Cairn Terrier Scotland 10 (9.5) 14 (13) kleine maat maar goed gespierd; korte poten; rechtopstaande oren; breed, harig gezicht langlevend
Fox terrier (korthaar).
Fox Terrier (gladde vacht) England maximaal 15 (iets kleiner) 18 (16) gevouwen oren; wit met zwarte of black-and-tan aftekeningen beroemd om zijn opmerkelijke gezichtsvermogen en scherpe neus; ook draadvacht variëteit
Parson Jack Russell terrier.
Jack Russell Terrier England twee maten: 10-12 en 12-14 11-13 en 13-17 twee variëteiten: glad of ruw; wit met bruine, zwarte, of rode aftekeningen; langere poten dan andere terriers ontwikkeld door ds. John Russell voor de vossenjacht; moedig en energiek
Kerry blue terrier.
Kerry Blue Terrier Ierland 18-19.5 (17.5-19) 33-40 (verhoudingsgewijs minder) zachte, golvende vacht; gespierd lichaam; wordt zwart geboren maar rijpt tot grijsblauw langlevend
Miniatuurschnauzer.
Miniatuur Schnauzer Duits 12-14 (zelfde) 13-15 (zelfde) robuuste bouw; rechthoekig hoofd met dikke baard, snor en wenkbrauwen exemplaren in gehoorzaamheidswedstrijden
Scottish terrier.
Scottish Terrier Scotland 10 (zelfde) 19-22 (18-21) klein, compact lichaam; korte poten; rechtopstaande oren; zwart, tarwe, of gestroomd ook Scottie genoemd; uitstekende waakhond en ongediertebestrijder
Sealyham terriër.
Sealyham Terrier Wales 10 (zelfde) 23-35 (zelfde) witte vacht; kort en stevig gefokt voor moed en uithoudingsvermogen
Skye Terrier
Skye Terrier Scotland 10 (9.5) 24 (zelfde) lang, laag lichaam; oren prikken of laten vallen; lange vacht bedekt voorhoofd en ogen Geroemd om zijn trouw
Soft-coated wheaten terrier.
Soft-Coated Wheaten Terrier Ierland 18-19 (17-18) 35-40 (30-35) Middelgrote; vierkante belijning; zachte, zijdeachtige vacht wordt laatrijp
West Highland white terrier.
West Highland White Terrier Scotland 11 (10) 13-19 (zelfde) klein, compact lichaam; ruige, pezige vacht; kleine rechtopstaande oren originally called Roseneath Terrier; wit gefokt nadat donkergekleurde hond per ongeluk was neergeschoten tijdens de jacht
Skye Terrier
Skye Terrier

Skye Terrier.

© Sally Anne Thompson/Dierenfotografie

Terriers werden, omdat ze in holen moesten passen en onder de grond moesten graven, gefokt om relatief klein te blijven, hoewel grote rassen niet ongewoon zijn. Hun vacht is meestal ruw en pezig ter bescherming en vereist een minimum aan onderhoud. In tegenstelling tot jachthonden of sporthonden, die alleen hun prooi vonden of achtervolgden, moesten terriers vaak ook de eigenlijke prooi doden, waardoor ze een meer strijdlustig temperament hebben dan hun grootte zou doen vermoeden. Ze zijn meestal mager met een lang hoofd, vierkante kaken, en diepliggende ogen. Echter, zoals bij de meeste rassen, volgt vorm de functie: terriers die ondergronds werken hebben kortere benen, terwijl terriers die gefokt zijn om bovengronds te werken vierkantere verhoudingen hebben. Alle terriers zijn actief en vocaal, van nature geneigd om te jagen en te confronteren.

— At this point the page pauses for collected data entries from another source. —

#[cfg(test)]
mod testing {
    use std::io::Cursor;

    use super::*;
    use crate::dict::Dictionary;
    use crate::error::ErrorKind;
    use crate::metadata::Chrom;
    use crate::reader::D4Reader;
    use crate::task::{Region, TaskMode};
    use crate::writer::D4WriterBuilder;

    /// Writes `start + i` at every position, failing on a chosen chromosome
    struct Ramp {
        fail_on: Option<&'static str>,
    }
    impl PartitionTask for Ramp {
        type Context = usize;
        type Output = Vec<(usize, i32)>;

        fn create_context(&self, _partition: &Partition) -> Result<usize> {
            Ok(0)
        }

        fn process(&self, handle: &mut PartitionHandle<'_>, written: &mut usize) -> Result<()> {
            if Some(handle.chrom()) == self.fail_on {
                return Err(anyhow::anyhow!("refusing {}", handle.chrom()).into());
            }
            let (start, end) = handle.range();
            let values: Vec<i32> = (start..end).map(|p| (p % 7) as i32).collect();
            *written = handle.write_values(start, &values)?;
            Ok(())
        }

        fn finalize(&self, results: Vec<PartitionResult<usize>>) -> Result<Self::Output> {
            Ok(results
                .into_iter()
                .map(|r| (r.partition.index, r.status.code()))
                .collect())
        }
    }

    /// Collects the partition ranges it sees
    struct Ranges;
    impl PartitionTask for Ranges {
        type Context = Vec<i32>;
        type Output = Vec<i32>;

        fn create_context(&self, partition: &Partition) -> Result<Vec<i32>> {
            Ok(Vec::with_capacity(partition.len() as usize))
        }

        fn process(&self, handle: &mut PartitionHandle<'_>, values: &mut Vec<i32>) -> Result<()> {
            let (start, end) = handle.range();
            values.resize((end - start) as usize, 0);
            handle.read_values(start, values)?;
            Ok(())
        }

        fn finalize(&self, results: Vec<PartitionResult<Vec<i32>>>) -> Result<Vec<i32>> {
            let mut out = Vec::new();
            for r in results {
                r.status.into_result()?;
                out.extend(r.context.unwrap_or_default());
            }
            Ok(out)
        }
    }

    fn writer() -> Result<D4Writer<Cursor<Vec<u8>>>> {
        D4WriterBuilder::default()
            .chroms(vec![Chrom::new("chr1", 1000), Chrom::new("chr2", 333)])
            .dictionary(Dictionary::simple_range(0, 8)?)
            .build(Cursor::new(Vec::new()))
    }

    #[test]
    fn test_parallel_write_matches_sequential() -> Result<()> {
        let mut parallel = writer()?;
        let desc = TaskDesc::new(TaskMode::Write)
            .part_size_limit(64)
            .num_cpus(4);
        let outcome = parallel.run_task(&Ramp { fail_on: None }, &desc)?;
        assert_eq!(outcome.partitions, 16 + 6);
        assert_eq!(outcome.failed, 0);
        assert!(outcome.output.iter().all(|&(_, code)| code == 0));
        let parallel = parallel.into_inner()?.into_inner();

        let mut sequential = writer()?;
        for (name, size) in [("chr1", 1000u32), ("chr2", 333)] {
            sequential.seek(name, 0)?;
            let values: Vec<i32> = (0..size).map(|p| (p % 7) as i32).collect();
            sequential.write_values(&values)?;
        }
        let sequential = sequential.into_inner()?.into_inner();
        assert_eq!(parallel, sequential);
        Ok(())
    }

    #[test]
    fn test_read_task_sees_every_value() -> Result<()> {
        let mut w = writer()?;
        w.run_task(
            &Ramp { fail_on: None },
            &TaskDesc::new(TaskMode::Write).part_size_limit(100),
        )?;
        let reader = D4Reader::from_stream(Arc::new(w.into_inner()?.into_inner()))?;

        let desc = TaskDesc::new(TaskMode::Read).part_size_limit(77).num_cpus(3);
        let outcome = reader.run_task(&Ranges, &desc)?;
        let expected: Vec<i32> = (0..1000u32)
            .chain(0..333)
            .map(|p| (p % 7) as i32)
            .collect();
        assert_eq!(outcome.output, expected);
        Ok(())
    }

    #[test]
    fn test_failed_partitions_keep_default() -> Result<()> {
        let mut w = writer()?;
        let desc = TaskDesc::new(TaskMode::Write).part_size_limit(500).num_cpus(1);
        let outcome = w.run_task(
            &Ramp {
                fail_on: Some("chr2"),
            },
            &desc,
        )?;
        assert_eq!(outcome.failed, 1);
        assert_eq!(outcome.output[0], (0, 0));
        assert_eq!(outcome.output[2].1, ErrorKind::Internal.code());

        let mut reader = D4Reader::from_stream(Arc::new(w.into_inner()?.into_inner()))?;
        reader.seek("chr1", 999)?;
        let mut buf = [9; 1];
        reader.read_values(&mut buf)?;
        assert_eq!(buf, [999 % 7]);
        reader.seek("chr2", 0)?;
        let mut buf = [9; 8];
        reader.read_values(&mut buf)?;
        assert_eq!(buf, [0; 8]);
        Ok(())
    }

    #[test]
    fn test_cancellation_skips_remaining() -> Result<()> {
        let mut w = D4WriterBuilder::default()
            .chroms(vec![Chrom::new("bad", 10), Chrom::new("chr1", 1000)])
            .build(Cursor::new(Vec::new()))?;
        let desc = TaskDesc::new(TaskMode::Write).part_size_limit(10).num_cpus(1);
        let outcome = w.run_task(&Ramp { fail_on: Some("bad") }, &desc)?;
        assert_eq!(outcome.partitions, 101);
        assert_eq!(outcome.failed, 1);
        assert_eq!(outcome.skipped, 100);
        assert!(outcome.output[1..]
            .iter()
            .all(|&(_, code)| code == ErrorKind::Cancelled.code()));
        Ok(())
    }

    /// Stalls partition 0 and records the furthest partition started meanwhile
    struct SlowFirst {
        first_done: AtomicBool,
        furthest: AtomicUsize,
    }
    impl PartitionTask for SlowFirst {
        type Context = ();
        type Output = ();

        fn create_context(&self, _partition: &Partition) -> Result<()> {
            Ok(())
        }

        fn process(&self, handle: &mut PartitionHandle<'_>, _ctx: &mut ()) -> Result<()> {
            let index = handle.partition().index;
            if index == 0 {
                thread::sleep(std::time::Duration::from_millis(200));
                self.first_done.store(true, Ordering::SeqCst);
            } else if !self.first_done.load(Ordering::SeqCst) {
                self.furthest.fetch_max(index, Ordering::SeqCst);
            }
            let (start, end) = handle.range();
            handle.write_values(start, &vec![1; (end - start) as usize])?;
            Ok(())
        }

        fn finalize(&self, _results: Vec<PartitionResult<()>>) -> Result<()> {
            Ok(())
        }
    }

    #[test]
    fn test_workers_stay_within_commit_window() -> Result<()> {
        let mut w = writer()?;
        let task = SlowFirst {
            first_done: AtomicBool::new(false),
            furthest: AtomicUsize::new(0),
        };
        let desc = TaskDesc::new(TaskMode::Write)
            .part_size_limit(10)
            .num_cpus(4);
        let outcome = w.run_task(&task, &desc)?;
        assert_eq!(outcome.partitions, 100 + 34);
        assert_eq!(outcome.failed, 0);
        assert!(task.furthest.load(Ordering::SeqCst) < 4);

        let mut reader = D4Reader::from_stream(Arc::new(w.into_inner()?.into_inner()))?;
        reader.seek("chr2", 300)?;
        let mut buf = [0; 33];
        assert_eq!(reader.read_values(&mut buf)?, 33);
        assert_eq!(buf, [1; 33]);
        Ok(())
    }

    #[test]
    fn test_mode_checks() -> Result<()> {
        let mut w = writer()?;
        let err = w
            .run_task(&Ranges, &TaskDesc::new(TaskMode::Read))
            .unwrap_err();
        assert_eq!(err.kind(), ErrorKind::BadMode);
        let regional = TaskDesc::new(TaskMode::Write).regions(vec![Region::new("chr1", 0, 10)]);
        let err = w.run_task(&Ramp { fail_on: None }, &regional).unwrap_err();
        assert_eq!(err.kind(), ErrorKind::BadMode);

        // Writing through a read task handle is refused
        let reader = D4Reader::from_stream(Arc::new(w.into_inner()?.into_inner()))?;
        let outcome = reader.run_task(
            &Ramp { fail_on: None },
            &TaskDesc::new(TaskMode::Read).num_cpus(2),
        )?;
        assert!(outcome
            .output
            .iter()
            .all(|&(_, code)| code == ErrorKind::BadMode.code() || code == ErrorKind::Cancelled.code()));
        assert!(outcome.failed >= 1);
        Ok(())
    }
}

De kleine terriers, die vaak te paard werden gedragen tijdens vossenjachten, werden gefokt om op de grond te worden gezet. Deze honden hebben een zeer specifieke oorsprong. In het algemeen weerspiegelen hun namen de plaats waar het ras voor het eerst vorm kreeg onder leiding van een kleine groep toegewijde fokkers. Het zijn de Australische, Bedlington, border, cairn, Dandie Dinmont, Lakeland, Manchester, miniatuurschnauzer (van Duitse oorsprong), Norwich, Norfolk, Schotse, Sealyham, Skye, Welsh, en West Highland white. Tot de grotere terriers behoren de Airedale, de Ierse, de Kerry blue en de soft-coated wheaten. In Canada behoren de Lhasa apsos tot deze groep. Groot-Brittannië claimt de Parson Jack Russell en de Glen of Imaal terriers, die beide worden aangetroffen in de Verenigde Staten, maar niet kunnen worden geregistreerd bij de AKC.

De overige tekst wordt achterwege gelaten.